◆ Stored entries ◆
▼
use clap::Parser;
use disaster_etl::cli::Cli;
use disaster_etl::config::EtlConfig;
use disaster_etl::constants::USAGE;
use disaster_etl::logging;
use disaster_etl::pipeline::Pipeline;
use std::io;
use tracing::info;

fn main() -> anyhow::Result<()> {
    let cli = Cli::parse();

    // Wrong argument count: explain and stop before touching any file
    let Some(paths) = cli.etl_paths() else {
        println!("{USAGE}");
        return Ok(());
    };

    // Load environment variables
    dotenv::dotenv().ok();

    let mut config = EtlConfig::load(cli.config.as_deref())?;
    cli.apply_overrides(&mut config)?;

    let _log_guard = logging::init_logging(config.log_dir.as_deref())?;
    info!(
        table = %config.table_name,
        if_exists = ?config.if_exists,
        indicators = ?config.indicators,
        "Starting ETL run"
    );

    // With --json, stdout carries only the summary
    let result = if cli.json {
        Pipeline::run_with_progress(&config, &paths, &mut io::stderr())?
    } else {
        Pipeline::run(&config, &paths)?
    };
    info!(
        run_id = %result.run_id,
        written = result.written_rows,
        duplicates = result.duplicate_rows,
        "ETL run finished"
    );

    if cli.json {
        println!("{}", serde_json::to_string_pretty(&result)?);
    }
    Ok(())
}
▲
◆ About this exercise ◆
Where does the word "USAGE" appear in the records above? Return every line that holds it.

◆ Task response ◆
use disaster_etl::constants::USAGE;
        println!("{USAGE}");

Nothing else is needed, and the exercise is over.